Klara e o Sol do Kazuo Ishiguro (Companhia das Letras, 2021) é uma espécie de conto de fadas moderno misturado com ficção científica. Kazuo não prepara de forma alguma o terreno para que o leitor entenda logo de cara do que a história trata e quem é o narrador. Conforme vamos lendo e depois de um estranhamento que nos acompanha por algumas páginas nossa visão vai se abrindo e nos descobrimos enlaçados pelas estratégias narrativas que Ishiguro teceu sorrateiramente. Klara, a protagonista da história, é uma espécie de autômato, um robô com inteligência artificial super avançada muito popular no tempo e espaço onde a história se passa e que não sabemos qual é. Esses robôs (apesar da história não usar esse nome para defini-los) são adquiridos pelas crianças para serem uma espécie de melhor amigo e fazem todo tipo de acompanhamento, desde as brincadeiras, até a educação. Tudo o que conhecemos da história acessamos pelo olhar de Klara que inicia o livro apenas com a visão que possui da vitrine de sua loja.
Aqui devo confessar que, para mim, sempre houve outro motivo para querer ficar na vitrine, que nada tinha a ver com a nutrição do Sol ou com ser escolhida. Ao contrário da maior parte dos AAs, mesmo de Rosa, eu sempre quis ver mais do lado de fora - e com todos os detalhes.
Você acredita no coração humano? Não estou falando do órgão em si, claro. Estou falando no sentido poético. O coração humano. Você acha que existe uma coisa assim? Uma coisa que faz com que cada um de nós seja especial, único? E digamos que exista.
Kazuo nos coloca diante de uma grande alegoria para falar sobre a sociedade e humanidade. O livro é quase que um alerta para a forma como estamos construindo um mundo que prima pela tecnologia, pela informação rápida, pela comodidade e se esquecendo que ao deixar a dinâmica das relações de lado, estamos criando algo que ruirá de uma forma ou de outra. É uma história que nos leva a pensar sobre a essência do que é ser humano e do que estamos fazendo com as nossas relações e com o planeta.
O autor explora a ideia de que trabalhamos sempre com a manutenção das relações de subserviência, onde quem tem mais, quem dita as ordens, quem emprega se torna dono de mundos particulares. Na casa daquela família, Klara entra quase que como uma serviçal, assim como a humana que também trabalha na casa de Josie, a qual Klara aprendeu a chamar de Melania empregada doméstica, como se sua função fosse seu sobrenome.
Por vezes temos a impressão de que Klara e a forma como foi programada possui mais possibilidade de empatia e amor ao próximo do que os próprios personagens humanos.
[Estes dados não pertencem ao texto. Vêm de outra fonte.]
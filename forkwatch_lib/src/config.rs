// Copyright (C) 2024, 2025 Forkwatch Developers (see AUTHORS)
//
// This file is part of Forkwatch
//
// Forkwatch is free software: you can redistribute it and/or modify it under
// the terms of the GNU General Public License as published by the Free
// Software Foundation, either version 3 of the License, or (at your option)
// any later version.
//
// Forkwatch is distributed in the hope that it will be useful, but WITHOUT ANY
// WARRANTY; without even the implied warranty of MERCHANTABILITY or FITNESS
// FOR A PARTICULAR PURPOSE. See the GNU General Public License for more details.
//
// You should have received a copy of the GNU General Public License along with
// Forkwatch. If not, see <https://www.gnu.org/licenses/>.


use serde::Deserialize;

#[derive(Debug, Deserialize, Clone)]
pub struct StoreConfig {
    pub path: String,
}

#[derive(Debug, Deserialize, Clone)]
pub struct BlocksConfig {
    /// Directory of precomputed block files to ingest
    pub dir: String,
}

/// Where the integrity repairer looks up missing parents
#[derive(Debug, Deserialize, Clone, Copy, PartialEq, Eq)]
#[serde(rename_all = "lowercase")]
pub enum LookupKind {
    Directory,
    Http,
}

#[derive(Debug, Deserialize, Clone)]
pub struct LookupConfig {
    pub kind: LookupKind,
    /// Archive directory, used with kind = "directory"
    pub dir: Option<String>,
    /// URL with a `{hash}` placeholder, used with kind = "http"
    pub url_template: Option<String>,
    /// Maximum lookups in flight
    #[serde(default = "default_concurrency")]
    pub concurrency: usize,
    /// Repair rounds per pass. Each round chases the parents found in the previous one.
    #[serde(default = "default_max_rounds")]
    pub max_rounds: usize,
    /// Retries for transient HTTP failures
    #[serde(default = "default_max_retries")]
    pub max_retries: u32,
    #[serde(default = "default_timeout_secs")]
    pub timeout_secs: u64,
}

fn default_concurrency() -> usize {
    8
}

fn default_max_rounds() -> usize {
    4
}

fn default_max_retries() -> u32 {
    3
}

fn default_timeout_secs() -> u64 {
    10
}

#[derive(Debug, Deserialize, Default, Clone)]
pub struct OutputConfig {
    /// Write the staged fork snapshot to this JSON file after each pass
    pub snapshot_path: Option<String>,
}

#[derive(Debug, Deserialize, Default, Clone)]
pub struct LoggingConfig {
    /// Log to file if specified
    pub file: Option<String>,
    /// Log level (defaults to "info")
    #[serde(default = "default_log_level")]
    pub level: String,
    /// Log to console (defaults to true)
    pub console: Option<bool>,
}

fn default_log_level() -> String {
    "info".to_string()
}

#[derive(Debug, Deserialize, Clone)]
pub struct Config {
    pub store: StoreConfig,
    pub blocks: BlocksConfig,
    pub lookup: Option<LookupConfig>,
    #[serde(default)]
    pub output: OutputConfig,
    #[serde(default)]
    pub logging: LoggingConfig,
}

impl Config {
    pub fn load(path: &str) -> Result<Self, config::ConfigError> {
        config::Config::builder()
            .add_source(config::File::with_name(path))
            .add_source(config::Environment::with_prefix("FORKWATCH").separator("_"))
            .build()?
            .try_deserialize()
    }

    pub fn with_store_path(mut self, store_path: String) -> Self {
        self.store.path = store_path;
        self
    }

    pub fn with_blocks_dir(mut self, blocks_dir: String) -> Self {
        self.blocks.dir = blocks_dir;
        self
    }

    pub fn with_lookup(mut self, lookup: Option<LookupConfig>) -> Self {
        self.lookup = lookup;
        self
    }

    pub fn with_snapshot_path(mut self, snapshot_path: Option<String>) -> Self {
        self.output.snapshot_path = snapshot_path;
        self
    }

    pub fn with_log_level(mut self, level: String) -> Self {
        self.logging.level = level;
        self
    }
}

#[cfg(test)]
mod tests {
    use super::*;
    use temp_env::with_var;

    #[test]
    fn test_config_load() {
        let config = Config::load("../config.toml").unwrap();

        assert_eq!(config.store.path, "./store.db");
        assert_eq!(config.blocks.dir, "./mina_mainnet_blocks");
        let lookup = config.lookup.unwrap();
        assert_eq!(lookup.kind, LookupKind::Http);
        assert!(lookup.url_template.unwrap().contains("{hash}"));
        assert_eq!(lookup.concurrency, 8);
        assert_eq!(lookup.max_rounds, 4);
        assert_eq!(config.output.snapshot_path.as_deref(), Some("./forks.json"));
        assert_eq!(config.logging.level, "info");
        assert_eq!(config.logging.console, Some(true));
    }

    #[test]
    fn test_config_builder() {
        let config = Config::load("../config.toml").unwrap();
        let config = config
            .with_store_path("/tmp/store".to_string())
            .with_blocks_dir("/tmp/blocks".to_string())
            .with_lookup(None)
            .with_snapshot_path(None)
            .with_log_level("debug".to_string());

        assert_eq!(config.store.path, "/tmp/store");
        assert_eq!(config.blocks.dir, "/tmp/blocks");
        assert!(config.lookup.is_none());
        assert!(config.output.snapshot_path.is_none());
        assert_eq!(config.logging.level, "debug");
    }

    #[test]
    fn test_lookup_defaults() {
        let lookup: LookupConfig = serde_json::from_str(r#"{"kind": "directory", "dir": "/archive"}"#).unwrap();
        assert_eq!(lookup.kind, LookupKind::Directory);
        assert_eq!(lookup.dir.as_deref(), Some("/archive"));
        assert_eq!(lookup.concurrency, 8);
        assert_eq!(lookup.max_rounds, 4);
        assert_eq!(lookup.max_retries, 3);
        assert_eq!(lookup.timeout_secs, 10);
    }

    #[test]
    fn test_config_from_env_vars() {
        with_var("FORKWATCH_STORE_PATH", Some("/var/lib/forkwatch"), || {
            let config = Config::load("../config.toml").unwrap();

            // Check that the environment variable overrides the config file value
            assert_eq!(config.store.path, "/var/lib/forkwatch");
        });
    }
}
Acredito que uma das grandes questões que o livro nos deixa é sobre o que significa ser humano? Em certo momento da história, Klara irá se ver diante de uma missão grandiosa e que colocará humanos e AA's quase que em pé de igualdade, ressaltando que a intenção do autor não era a de escrever um livro sobre tecnologia, mas sim o de maximizar ao máximo um cenário tecnológico que nos deixa nus enquanto seres humanos.